[Stored items from a collection]
Content starts

//! Subcommand handlers.
//!
//! The CLI plays the role of the interactive front end: it owns the current
//! mood and location and wires the resolver and discovery client together
//! through a [`DiscoverySession`].

use anyhow::Context as _;
use futures::stream::{self, StreamExt};
use moodmap_core::{AppConfig, Coordinates, Location, Mood};
use moodmap_osm::{DiscoverySession, LocationResolver, MoodTemplate, PlaceDiscovery};

use crate::render;

/// Explicit coordinates become a "Current Location"; otherwise the configured
/// default centre is used.
pub(crate) fn starting_location(
    config: &AppConfig,
    coordinates: Option<(f64, f64)>,
) -> anyhow::Result<Location> {
    match coordinates {
        Some((lat, lng)) => {
            let coords = Coordinates::new(lat, lng).context("invalid --lat/--lng")?;
            Ok(Location::current(coords))
        }
        None => Ok(config.default_location.clone()),
    }
}

async fn resolve_or_bail(config: &AppConfig, query: &str) -> anyhow::Result<Location> {
    let resolver = LocationResolver::from_config(config)?;
    match resolver.resolve(query).await {
        Some(location) => Ok(location),
        None => anyhow::bail!("Location not found: {query}"),
    }
}

pub(crate) async fn run_resolve(config: &AppConfig, query: &str, json: bool) -> anyhow::Result<()> {
    let location = resolve_or_bail(config, query).await?;
    render::print_location(&location, json)
}

pub(crate) async fn run_discover(
    config: &AppConfig,
    mood_key: &str,
    coordinates: Option<(f64, f64)>,
    json: bool,
) -> anyhow::Result<()> {
    let mood = MoodTemplate::for_key(mood_key).mood;
    let location = starting_location(config, coordinates)?;
    let discovery = PlaceDiscovery::from_config(config)?;
    let places = discovery.discover(Some(mood), location.coordinates()).await;
    render::print_places(&location, Some(mood), &places, json)
}

pub(crate) async fn run_explore(
    config: &AppConfig,
    near: Option<&str>,
    mood_key: Option<&str>,
    json: bool,
) -> anyhow::Result<()> {
    let session = DiscoverySession::new(
        PlaceDiscovery::from_config(config)?,
        config.default_location.clone(),
    );

    if let Some(query) = near {
        let location = resolve_or_bail(config, query).await?;
        session.set_location(location).await;
    }
    if let Some(key) = mood_key {
        session.set_mood(Some(MoodTemplate::for_key(key).mood)).await;
    }

    let location = session.location().await;
    let mood = session.mood().await;
    let places = session.places().await;
    render::print_places(&location, mood, &places, json)
}

pub(crate) async fn run_survey(
    config: &AppConfig,
    near: Option<&str>,
    concurrency: usize,
) -> anyhow::Result<()> {
    let location = match near {
        Some(query) => resolve_or_bail(config, query).await?,
        None => config.default_location.clone(),
    };
    let center = location.coordinates();
    let discovery = PlaceDiscovery::from_config(config)?;

    println!("Surveying moods around {}...", location.display_name);

    let mut results: Vec<_> = stream::iter(Mood::ALL)
        .map(|mood| {
            let discovery = &discovery;
            async move { (mood, discovery.try_discover(Some(mood), center).await) }
        })
        .buffer_unordered(concurrency.max(1))
        .collect()
        .await;
    results.sort_by_key(|(mood, _)| Mood::ALL.iter().position(|m| m == mood));

    let mut failed = 0usize;
    for (mood, result) in &results {
        match result {
            Ok(places) => println!("  \u{2713} {:<12} {:>4} places", mood.label(), places.len()),
            Err(e) => {
                failed += 1;
                println!("  \u{2717} {:<12} {e}", mood.label());
            }
        }
    }

    if failed == results.len() {
        anyhow::bail!("discovery failed for every mood");
    }
    Ok(())
}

Content ends

◆ YOUR INSTRUCTIONS: Retype each entry exactly.

◆ RESPONSE TO THIS EXERCISE:
//! Subcommand handlers.
//!
//! The CLI plays the role of the interactive front end: it owns the current
//! mood and location and wires the resolver and discovery client together
//! through a [`DiscoverySession`].

use anyhow::Context as _;
use futures::stream::{self, StreamExt};
use moodmap_core::{AppConfig, Coordinates, Location, Mood};
use moodmap_osm::{DiscoverySession, LocationResolver, MoodTemplate, PlaceDiscovery};

use crate::render;

/// Explicit coordinates become a "Current Location"; otherwise the configured
/// default centre is used.
pub(crate) fn starting_location(
    config: &AppConfig,
    coordinates: Option<(f64, f64)>,
) -> anyhow::Result<Location> {
    match coordinates {
        Some((lat, lng)) => {
            let coords = Coordinates::new(lat, lng).context("invalid --lat/--lng")?;
            Ok(Location::current(coords))
        }
        None => Ok(config.default_location.clone()),
    }
}

async fn resolve_or_bail(config: &AppConfig, query: &str) -> anyhow::Result<Location> {
    let resolver = LocationResolver::from_config(config)?;
    match resolver.resolve(query).await {
        Some(location) => Ok(location),
        None => anyhow::bail!("Location not found: {query}"),
    }
}

pub(crate) async fn run_resolve(config: &AppConfig, query: &str, json: bool) -> anyhow::Result<()> {
    let location = resolve_or_bail(config, query).await?;
    render::print_location(&location, json)
}

pub(crate) async fn run_discover(
    config: &AppConfig,
    mood_key: &str,
    coordinates: Option<(f64, f64)>,
    json: bool,
) -> anyhow::Result<()> {
    let mood = MoodTemplate::for_key(mood_key).mood;
    let location = starting_location(config, coordinates)?;
    let discovery = PlaceDiscovery::from_config(config)?;
    let places = discovery.discover(Some(mood), location.coordinates()).await;
    render::print_places(&location, Some(mood), &places, json)
}

pub(crate) async fn run_explore(
    config: &AppConfig,
    near: Option<&str>,
    mood_key: Option<&str>,
    json: bool,
) -> anyhow::Result<()> {
    let session = DiscoverySession::new(
        PlaceDiscovery::from_config(config)?,
        config.default_location.clone(),
    );

    if let Some(query) = near {
        let location = resolve_or_bail(config, query).await?;
        session.set_location(location).await;
    }
    if let Some(key) = mood_key {
        session.set_mood(Some(MoodTemplate::for_key(key).mood)).await;
    }

    let location = session.location().await;
    let mood = session.mood().await;
    let places = session.places().await;
    render::print_places(&location, mood, &places, json)
}

pub(crate) async fn run_survey(
    config: &AppConfig,
    near: Option<&str>,
    concurrency: usize,
) -> anyhow::Result<()> {
    let location = match near {
        Some(query) => resolve_or_bail(config, query).await?,
        None => config.default_location.clone(),
    };
    let center = location.coordinates();
    let discovery = PlaceDiscovery::from_config(config)?;

    println!("Surveying moods around {}...", location.display_name);

    let mut results: Vec<_> = stream::iter(Mood::ALL)
        .map(|mood| {
            let discovery = &discovery;
            async move { (mood, discovery.try_discover(Some(mood), center).await) }
        })
        .buffer_unordered(concurrency.max(1))
        .collect()
        .await;
    results.sort_by_key(|(mood, _)| Mood::ALL.iter().position(|m| m == mood));

    let mut failed = 0usize;
    for (mood, result) in &results {
        match result {
            Ok(places) => println!("  \u{2713} {:<12} {:>4} places", mood.label(), places.len()),
            Err(e) => {
                failed += 1;
                println!("  \u{2717} {:<12} {e}", mood.label());
            }
        }
    }

    if failed == results.len() {
        anyhow::bail!("discovery failed for every mood");
    }
    Ok(())
}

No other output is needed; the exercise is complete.